Task brief:
A single number is the answer: the count of lines below that contain "Serialize".

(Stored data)
********
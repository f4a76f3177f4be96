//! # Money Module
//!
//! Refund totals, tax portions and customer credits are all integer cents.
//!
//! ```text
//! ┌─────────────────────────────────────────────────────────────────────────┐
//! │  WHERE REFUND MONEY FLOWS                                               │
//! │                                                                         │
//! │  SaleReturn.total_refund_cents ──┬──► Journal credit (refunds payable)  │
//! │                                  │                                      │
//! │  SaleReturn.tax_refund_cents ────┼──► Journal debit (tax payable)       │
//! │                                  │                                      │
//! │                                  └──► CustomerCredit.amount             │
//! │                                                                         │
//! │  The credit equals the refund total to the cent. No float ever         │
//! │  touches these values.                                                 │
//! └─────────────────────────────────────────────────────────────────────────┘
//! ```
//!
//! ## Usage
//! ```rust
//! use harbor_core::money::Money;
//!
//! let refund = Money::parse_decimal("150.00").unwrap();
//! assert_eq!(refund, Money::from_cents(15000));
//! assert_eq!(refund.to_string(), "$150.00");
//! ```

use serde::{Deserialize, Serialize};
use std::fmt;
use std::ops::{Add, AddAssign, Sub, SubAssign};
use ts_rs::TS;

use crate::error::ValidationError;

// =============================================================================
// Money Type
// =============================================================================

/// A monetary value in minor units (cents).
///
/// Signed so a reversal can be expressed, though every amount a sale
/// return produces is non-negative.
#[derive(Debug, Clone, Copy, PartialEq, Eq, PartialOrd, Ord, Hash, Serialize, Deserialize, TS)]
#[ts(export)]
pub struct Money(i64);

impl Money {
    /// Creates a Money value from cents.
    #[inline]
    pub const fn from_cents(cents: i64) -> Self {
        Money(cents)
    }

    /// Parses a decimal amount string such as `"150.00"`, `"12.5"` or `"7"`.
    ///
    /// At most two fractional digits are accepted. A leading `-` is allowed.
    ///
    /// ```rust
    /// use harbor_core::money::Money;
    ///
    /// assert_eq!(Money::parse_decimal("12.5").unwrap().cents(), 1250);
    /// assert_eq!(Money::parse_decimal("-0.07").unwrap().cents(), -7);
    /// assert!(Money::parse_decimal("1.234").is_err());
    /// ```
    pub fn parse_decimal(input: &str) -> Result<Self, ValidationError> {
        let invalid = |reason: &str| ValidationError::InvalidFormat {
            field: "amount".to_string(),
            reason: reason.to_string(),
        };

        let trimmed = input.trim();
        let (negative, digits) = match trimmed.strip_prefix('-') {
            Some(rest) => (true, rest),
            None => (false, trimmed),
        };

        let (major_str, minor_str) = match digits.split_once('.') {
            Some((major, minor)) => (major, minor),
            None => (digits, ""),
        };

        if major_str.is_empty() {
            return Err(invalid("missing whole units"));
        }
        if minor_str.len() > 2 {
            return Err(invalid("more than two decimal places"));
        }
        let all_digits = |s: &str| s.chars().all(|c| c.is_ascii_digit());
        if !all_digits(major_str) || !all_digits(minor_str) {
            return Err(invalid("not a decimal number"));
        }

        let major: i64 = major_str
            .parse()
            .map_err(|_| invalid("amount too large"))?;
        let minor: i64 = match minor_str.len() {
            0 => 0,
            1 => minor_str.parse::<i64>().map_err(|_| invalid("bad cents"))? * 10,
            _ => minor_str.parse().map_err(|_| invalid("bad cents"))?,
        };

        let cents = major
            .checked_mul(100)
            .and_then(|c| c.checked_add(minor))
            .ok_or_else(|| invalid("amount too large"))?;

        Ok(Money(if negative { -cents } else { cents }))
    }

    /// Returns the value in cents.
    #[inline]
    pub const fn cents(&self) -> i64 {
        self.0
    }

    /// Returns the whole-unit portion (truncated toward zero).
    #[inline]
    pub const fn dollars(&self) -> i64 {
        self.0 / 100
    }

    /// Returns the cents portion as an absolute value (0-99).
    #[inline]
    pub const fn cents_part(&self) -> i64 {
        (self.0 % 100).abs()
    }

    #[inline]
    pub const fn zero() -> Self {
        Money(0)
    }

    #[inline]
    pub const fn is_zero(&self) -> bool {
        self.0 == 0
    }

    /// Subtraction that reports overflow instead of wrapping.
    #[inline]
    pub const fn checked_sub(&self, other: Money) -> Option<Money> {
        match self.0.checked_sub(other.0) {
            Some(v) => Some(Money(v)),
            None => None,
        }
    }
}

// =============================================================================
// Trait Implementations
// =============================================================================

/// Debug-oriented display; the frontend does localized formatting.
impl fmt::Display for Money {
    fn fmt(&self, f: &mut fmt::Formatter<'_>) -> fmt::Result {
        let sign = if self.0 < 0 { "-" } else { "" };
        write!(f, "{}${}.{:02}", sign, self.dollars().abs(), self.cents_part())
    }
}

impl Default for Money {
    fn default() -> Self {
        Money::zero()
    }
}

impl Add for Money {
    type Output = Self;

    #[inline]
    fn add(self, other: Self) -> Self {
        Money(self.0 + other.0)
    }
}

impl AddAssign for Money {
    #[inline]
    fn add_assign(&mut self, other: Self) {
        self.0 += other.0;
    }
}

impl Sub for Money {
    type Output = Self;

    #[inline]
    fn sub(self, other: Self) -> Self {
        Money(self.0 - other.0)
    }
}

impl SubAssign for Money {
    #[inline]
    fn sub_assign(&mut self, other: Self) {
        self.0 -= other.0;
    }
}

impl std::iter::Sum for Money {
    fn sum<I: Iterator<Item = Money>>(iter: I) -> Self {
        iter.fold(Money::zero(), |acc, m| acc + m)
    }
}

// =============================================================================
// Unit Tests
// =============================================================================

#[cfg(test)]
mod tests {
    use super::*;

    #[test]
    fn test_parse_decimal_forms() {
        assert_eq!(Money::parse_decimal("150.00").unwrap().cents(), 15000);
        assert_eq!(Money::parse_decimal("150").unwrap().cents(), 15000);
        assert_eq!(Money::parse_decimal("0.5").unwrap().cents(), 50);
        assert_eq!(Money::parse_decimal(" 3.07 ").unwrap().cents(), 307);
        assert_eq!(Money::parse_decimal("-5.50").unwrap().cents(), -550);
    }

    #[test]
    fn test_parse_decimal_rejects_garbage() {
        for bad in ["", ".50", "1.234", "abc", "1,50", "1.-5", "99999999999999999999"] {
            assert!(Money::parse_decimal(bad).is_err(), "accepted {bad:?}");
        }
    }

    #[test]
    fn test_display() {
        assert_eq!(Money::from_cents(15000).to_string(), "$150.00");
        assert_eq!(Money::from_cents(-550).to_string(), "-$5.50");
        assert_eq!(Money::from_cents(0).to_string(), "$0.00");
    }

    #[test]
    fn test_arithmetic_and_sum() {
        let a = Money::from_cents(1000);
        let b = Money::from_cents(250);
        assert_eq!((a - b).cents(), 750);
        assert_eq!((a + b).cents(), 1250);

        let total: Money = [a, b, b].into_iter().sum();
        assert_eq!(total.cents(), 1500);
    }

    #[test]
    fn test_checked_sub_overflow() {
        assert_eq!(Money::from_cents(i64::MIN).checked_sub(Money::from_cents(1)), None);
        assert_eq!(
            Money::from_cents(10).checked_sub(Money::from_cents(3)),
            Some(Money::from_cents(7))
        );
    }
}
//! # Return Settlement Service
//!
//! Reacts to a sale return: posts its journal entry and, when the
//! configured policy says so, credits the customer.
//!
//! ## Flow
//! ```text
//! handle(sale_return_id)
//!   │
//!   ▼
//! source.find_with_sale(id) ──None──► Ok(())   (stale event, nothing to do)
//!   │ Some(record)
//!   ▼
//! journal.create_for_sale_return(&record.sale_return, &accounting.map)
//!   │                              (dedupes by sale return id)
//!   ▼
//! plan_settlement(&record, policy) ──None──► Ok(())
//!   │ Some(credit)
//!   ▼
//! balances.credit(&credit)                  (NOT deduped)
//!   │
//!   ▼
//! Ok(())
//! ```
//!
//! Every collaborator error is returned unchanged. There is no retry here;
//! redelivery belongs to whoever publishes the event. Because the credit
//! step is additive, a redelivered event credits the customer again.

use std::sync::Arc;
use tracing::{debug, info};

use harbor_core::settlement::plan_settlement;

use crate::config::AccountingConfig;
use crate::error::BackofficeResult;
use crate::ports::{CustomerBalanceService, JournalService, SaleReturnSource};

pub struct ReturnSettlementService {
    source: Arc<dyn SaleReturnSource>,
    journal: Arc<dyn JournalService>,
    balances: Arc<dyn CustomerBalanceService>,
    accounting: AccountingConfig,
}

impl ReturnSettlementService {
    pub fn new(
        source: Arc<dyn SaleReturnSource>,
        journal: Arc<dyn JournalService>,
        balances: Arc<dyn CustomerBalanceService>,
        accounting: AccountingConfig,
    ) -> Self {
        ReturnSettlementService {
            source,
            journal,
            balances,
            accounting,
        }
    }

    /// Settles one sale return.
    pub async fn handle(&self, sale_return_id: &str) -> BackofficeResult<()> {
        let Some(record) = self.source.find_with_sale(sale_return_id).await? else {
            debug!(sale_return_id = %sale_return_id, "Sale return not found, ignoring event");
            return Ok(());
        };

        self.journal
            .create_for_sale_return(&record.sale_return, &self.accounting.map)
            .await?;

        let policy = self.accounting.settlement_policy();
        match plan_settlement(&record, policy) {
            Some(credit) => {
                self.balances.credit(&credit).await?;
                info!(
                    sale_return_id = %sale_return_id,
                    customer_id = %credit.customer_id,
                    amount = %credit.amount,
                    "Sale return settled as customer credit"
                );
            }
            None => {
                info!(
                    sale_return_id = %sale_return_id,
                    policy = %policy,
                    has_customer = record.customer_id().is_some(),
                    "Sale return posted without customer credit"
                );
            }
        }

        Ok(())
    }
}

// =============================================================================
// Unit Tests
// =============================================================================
********
Response to this exercise:
2